Dodano:   /  Zmieniono: 
fot. ABW 
Rząd planuje kompleksowe zmiany w prawie, mające stworzyć nowy nadzór nad pięcioma służbami celnymi. Z tajnego raportu Najwyższej Izby Kontroli, o którego istnieniu poinformował portal tvn24.pl wynika, że premier nie ma narzędzi do skutecznej kontroli nad Agencją Bezpieczeństwa Wewnętrznego, Centralnym Biurem Antykorupcyjnym, Agencją Wywiadu, Służbą Wywiadu Wojskowego i Służbą Kontrwywiadu Wojskowego.
- Stan prawny powoduje, że w wielu obszarach służby kontrolują same siebie - mówił prezes NIK Krzysztof Kwiatkowski, unikając wchodzenia w szczegóły, gdyż szczegóły dokumentu chroni klauzula "tajne".

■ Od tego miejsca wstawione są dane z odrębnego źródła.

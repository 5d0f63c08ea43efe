//! Media sources
//!
//! A media source is one protocol's view of a live stream: it owns the
//! broadcast ring the protocol's packets are fanned out on, tracks the
//! latest sequence/timestamp/ssrc of every track, and reports when nobody
//! has been reading it for longer than the configured grace period.
//!
//! # Architecture
//!
//! ```text
//!                      Arc<MediaSource<P>>
//!                 ┌──────────────────────────┐
//!   write(P) ───► │ tracks: descriptor +     │
//!                 │         TrackState       │      ┌──────────────┐
//!                 │ ring: OnceLock<Ring> ────┼────► │ RingReader   │ ─► session
//!                 │ idle: IdleState          │      └──────────────┘
//!                 └──────┬───────────▲───────┘
//!                        │ register  │ Weak (reader-count callback)
//!                        ▼           │
//!                  SourceRegistry    RingBuffer
//! ```
//!
//! The ring's reader-count callback only holds a `Weak` back to its source,
//! so a callback arriving after the source was torn down does nothing.

pub mod config;
pub mod error;
pub mod event;
pub mod idle;
pub mod media_source;
pub mod registry;
pub mod track;

pub use config::SourceConfig;
pub use error::{DescriptorError, RegistryError};
pub use event::{MediaSourceEvent, ReaderCounter};
pub use idle::IdleState;
pub use media_source::MediaSource;
pub use registry::SourceRegistry;
pub use track::{MediaPacket, SessionDescriptor, TrackState};
//! Broadcast ring implementation

use std::collections::{HashMap, VecDeque};
use std::sync::atomic::{AtomicBool, AtomicUsize, Ordering};
use std::sync::Arc;

use parking_lot::Mutex;
use tokio::sync::Notify;

use super::config::RingConfig;
use super::error::{RecvError, TryRecvError};

type ReaderChanged = Box<dyn Fn(usize) + Send + Sync>;

/// Slots and cursors, guarded by one lock
struct RingState<T> {
    /// Retained items, `slots[0]` has sequence `head_seq`
    slots: VecDeque<T>,
    /// Sequence of the oldest retained item
    head_seq: u64,
    /// Sequence the next write gets
    next_seq: u64,
    /// Sequence of the most recent key point
    key_seq: Option<u64>,
    /// Reader id -> next sequence that reader will read
    cursors: HashMap<u64, u64>,
    next_reader_id: u64,
}

impl<T> RingState<T> {
    fn new() -> Self {
        Self {
            slots: VecDeque::new(),
            head_seq: 0,
            next_seq: 0,
            key_seq: None,
            cursors: HashMap::new(),
            next_reader_id: 0,
        }
    }

    fn pop_front(&mut self) {
        if self.slots.pop_front().is_some() {
            self.head_seq += 1;
        }
    }

    /// Drop what no reader needs anymore, then enforce the capacity
    fn trim(&mut self, config: &RingConfig) {
        let mut floor = self.cursors.values().copied().min().unwrap_or(self.next_seq);
        if config.cache_gop {
            if let Some(key) = self.key_seq {
                floor = floor.min(key);
            }
        }
        while self.head_seq < floor && !self.slots.is_empty() {
            self.pop_front();
        }

        if let Some(capacity) = config.capacity {
            while self.slots.len() > capacity {
                self.pop_front();
            }
        }
    }

    fn attach_position(&self, config: &RingConfig) -> u64 {
        match self.key_seq {
            Some(key) if config.cache_gop && key >= self.head_seq => key,
            _ => self.next_seq,
        }
    }
}

struct Shared<T> {
    state: Mutex<RingState<T>>,
    readers: AtomicUsize,
    closed: AtomicBool,
    notify: Notify,
    /// Whether the last reported reader count was zero
    reported_empty: Mutex<bool>,
    on_reader_changed: ReaderChanged,
    config: RingConfig,
}

impl<T> Shared<T> {
    /// Report an empty <-> non-empty transition that has not been reported yet
    ///
    /// Serialized so transitions are delivered in the order they happened;
    /// intermediate changes (1 -> 2 -> 1) collapse into nothing.
    fn dispatch_transition(&self) {
        let mut reported_empty = self.reported_empty.lock();
        let count = self.readers.load(Ordering::Acquire);
        let empty = count == 0;
        if *reported_empty != empty {
            *reported_empty = empty;
            tracing::trace!(readers = count, "Ring reader transition");
            (self.on_reader_changed)(count);
        }
    }
}

/// One writer, many independent readers
///
/// The writer never waits on readers: each reader keeps its own cursor and
/// copies items out under a short lock. Dropping the ring closes it.
pub struct RingBuffer<T> {
    shared: Arc<Shared<T>>,
}

impl<T: Clone> RingBuffer<T> {
    /// Create a ring
    ///
    /// `on_reader_changed` runs inline whenever the reader count goes from
    /// zero to non-zero or back, with the new count. It must not attach or
    /// detach readers on this ring.
    pub fn new(config: RingConfig, on_reader_changed: impl Fn(usize) + Send + Sync + 'static) -> Self {
        Self {
            shared: Arc::new(Shared {
                state: Mutex::new(RingState::new()),
                readers: AtomicUsize::new(0),
                closed: AtomicBool::new(false),
                notify: Notify::new(),
                reported_empty: Mutex::new(true),
                on_reader_changed: Box::new(on_reader_changed),
                config,
            }),
        }
    }

    /// Publish an item to every reader
    pub fn write(&self, item: T, is_key: bool) {
        {
            let mut state = self.shared.state.lock();
            let seq = state.next_seq;
            if is_key {
                state.key_seq = Some(seq);
            }
            state.slots.push_back(item);
            state.next_seq += 1;
            state.trim(&self.shared.config);
        }

        self.shared.notify.notify_waiters();
        self.shared.dispatch_transition();
    }

    /// Attach a new reader
    ///
    /// The reader starts at the most recent key point when the GOP cache is
    /// enabled and that point is still retained, otherwise at the head.
    pub fn attach(&self) -> RingReader<T> {
        let (id, cursor) = {
            let mut state = self.shared.state.lock();
            let cursor = state.attach_position(&self.shared.config);
            let id = state.next_reader_id;
            state.next_reader_id += 1;
            state.cursors.insert(id, cursor);
            self.shared.readers.fetch_add(1, Ordering::AcqRel);
            (id, cursor)
        };

        self.shared.dispatch_transition();

        RingReader {
            id,
            cursor,
            lagged: 0,
            shared: Arc::clone(&self.shared),
        }
    }

    /// Number of attached readers
    pub fn reader_count(&self) -> usize {
        self.shared.readers.load(Ordering::Acquire)
    }

    /// Number of retained items
    pub fn len(&self) -> usize {
        self.shared.state.lock().slots.len()
    }

    pub fn is_empty(&self) -> bool {
        self.len() == 0
    }

    /// Total number of items ever written
    pub fn written(&self) -> u64 {
        self.shared.state.lock().next_seq
    }

    pub fn config(&self) -> &RingConfig {
        &self.shared.config
    }
}

impl<T> Drop for RingBuffer<T> {
    fn drop(&mut self) {
        self.shared.closed.store(true, Ordering::Release);
        self.shared.notify.notify_waiters();
    }
}

/// A reader cursor on a [`RingBuffer`]
///
/// Dropping the reader detaches it.
pub struct RingReader<T> {
    id: u64,
    cursor: u64,
    lagged: u64,
    shared: Arc<Shared<T>>,
}

impl<T: Clone> RingReader<T> {
    /// Take the next item without waiting
    pub fn try_recv(&mut self) -> Result<T, TryRecvError> {
        let mut state = self.shared.state.lock();

        if self.cursor < state.head_seq {
            let skipped = state.head_seq - self.cursor;
            self.cursor = state.head_seq;
            self.lagged += skipped;
            state.cursors.insert(self.id, self.cursor);
            return Err(TryRecvError::Lagged(skipped));
        }

        if self.cursor < state.next_seq {
            let index = (self.cursor - state.head_seq) as usize;
            let item = state.slots[index].clone();
            self.cursor += 1;
            state.cursors.insert(self.id, self.cursor);
            return Ok(item);
        }

        if self.shared.closed.load(Ordering::Acquire) {
            Err(TryRecvError::Closed)
        } else {
            Err(TryRecvError::Empty)
        }
    }

    /// Wait for the next item
    pub async fn recv(&mut self) -> Result<T, RecvError> {
        loop {
            let shared = Arc::clone(&self.shared);
            // Registered before checking so a write in between is not missed
            let notified = shared.notify.notified();

            match self.try_recv() {
                Ok(item) => return Ok(item),
                Err(TryRecvError::Empty) => notified.await,
                Err(TryRecvError::Lagged(n)) => return Err(RecvError::Lagged(n)),
                Err(TryRecvError::Closed) => return Err(RecvError::Closed),
            }
        }
    }

    /// Items written but not read yet by this reader
    pub fn pending(&self) -> u64 {
        let state = self.shared.state.lock();
        state.next_seq.saturating_sub(self.cursor.max(state.head_seq))
    }

    /// Total items this reader skipped because it fell behind
    pub fn lagged(&self) -> u64 {
        self.lagged
    }

    /// Detach from the ring
    pub fn detach(self) {}
}

impl<T> Drop for RingReader<T> {
    fn drop(&mut self) {
        {
            let mut state = self.shared.state.lock();
            state.cursors.remove(&self.id);
            self.shared.readers.fetch_sub(1, Ordering::AcqRel);
        }
        self.shared.dispatch_transition();
    }
}
//! Packet and session descriptor contracts, per-track state

use crate::media::TrackType;

use super::error::DescriptorError;

/// Protocol metadata a media source tracks per track
#[derive(Debug, Clone, Copy, Default, PartialEq, Eq)]
pub struct TrackState {
    /// Latest sequence number written
    pub sequence: u16,
    /// Latest timestamp written
    pub timestamp: u32,
    /// Synchronization source identifier
    pub ssrc: u32,
}

/// Textual per-stream description of the available tracks
///
/// The format belongs to the protocol (SDP for RTSP, `onMetaData` for
/// RTMP); the source only needs to know which tracks it describes.
pub trait SessionDescriptor: Sized + Send + Sync + 'static {
    /// Parse the textual form
    fn parse(text: &str) -> Result<Self, DescriptorError>;

    /// Tracks described, in descriptor order
    fn track_types(&self) -> Vec<TrackType>;
}

/// A protocol packet a media source can publish
pub trait MediaPacket: Send + Sync + 'static {
    /// Descriptor format of the protocol this packet belongs to
    type Descriptor: SessionDescriptor;

    fn track_type(&self) -> TrackType;

    fn timestamp(&self) -> u32;

    fn sequence(&self) -> u16 {
        0
    }

    fn ssrc(&self) -> u32 {
        0
    }
}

Duża część z rozwiązań znajduje się na etapie "uzgodnień międzyresortowych". Do Sejmu trafiły dotąd dwa projekty ustaw. Chodzi o ustawy o największej spośród tajnych służb, czyli Agencji Bezpieczeństwa Wewnętrznego oraz o Agencji Wywiadu.

Autorami tych dokumentów są minister spraw wewnętrznych Bartłomiej Sienkiewicz oraz jego poprzednik a dzisiejszy szef Kancelarii Premiera Jacek Cichocki.

W czerwcu Trybunał Konstytucyjny negatywnie odniósł się do dużej części uprawnień, jakimi teraz cieszą się służby. Sędziowie uznali, że agenci mogą zbyt dużo o nas się dowiedzieć i dzieje się to poza kontrolą sądów. Rząd ma 18 miesięcy na wprowadzenie zmian w prawie, inaczej dzisiejsze regulacje przestaną obowiązywać.

- I dlatego najpierw posłowie powinni się zająć tą fundamentalną ustawą. Dopiero później powinni procedować nad aktami dotyczącymi poszczególnych służb. A najlepiej, aby cały pakiet w tym samym momencie trafił do Sejmu - uważa jeden z byłych ministrów spraw wewnętrznych w rządach koalicji PO-PSL.

Najważniejszą wprowadzaną nowością będzie skupienia nadzoru nad działalnością ABW w ręku ministra spraw wewnętrznych - tak jak w przypadku policji. Ponadto, agenci mają się skupić na kontrwywiadzie, bezpieczeństwie energetycznym państwa, śledzeniu najpoważniejszej przestępczości ekonomicznej. Sprawy narkotyków, przemytu i oszustwa gospodarcze do kwoty 16 mln w zł strat - tym ma zajmować się policja.

Szef Centralnego Biura Antykorupcyjnego, Paweł Wojtunik, zwrócił uwagę na kontrowersyjny przepis, na podstawie którego agenci ABW będą mogli stosować podsłuch nie tylko po to, by udokumentować przypadki szpiegostwa, ale także - by mu zapobiec.

Ciekawym rozwiązaniem zaproponowanym przez ministrów Cichockiego i Sienkiewicza jest natomiast zbudowanie całkowicie nowej "komisji kontroli służb specjalnych". Jej sześciu członków miałby wybierać Sejm. Dla nich miałoby pracować 20 specjalnych urzędników.  - Znamy się na kontrolach. Tylu ludzi zdoła przeprowadzić w ciągu roku może cztery kontrole. To mniej, niż jest służb, które mają uprawnienia do pracy operacyjnej - zwraca uwagę jeden z członków NIK.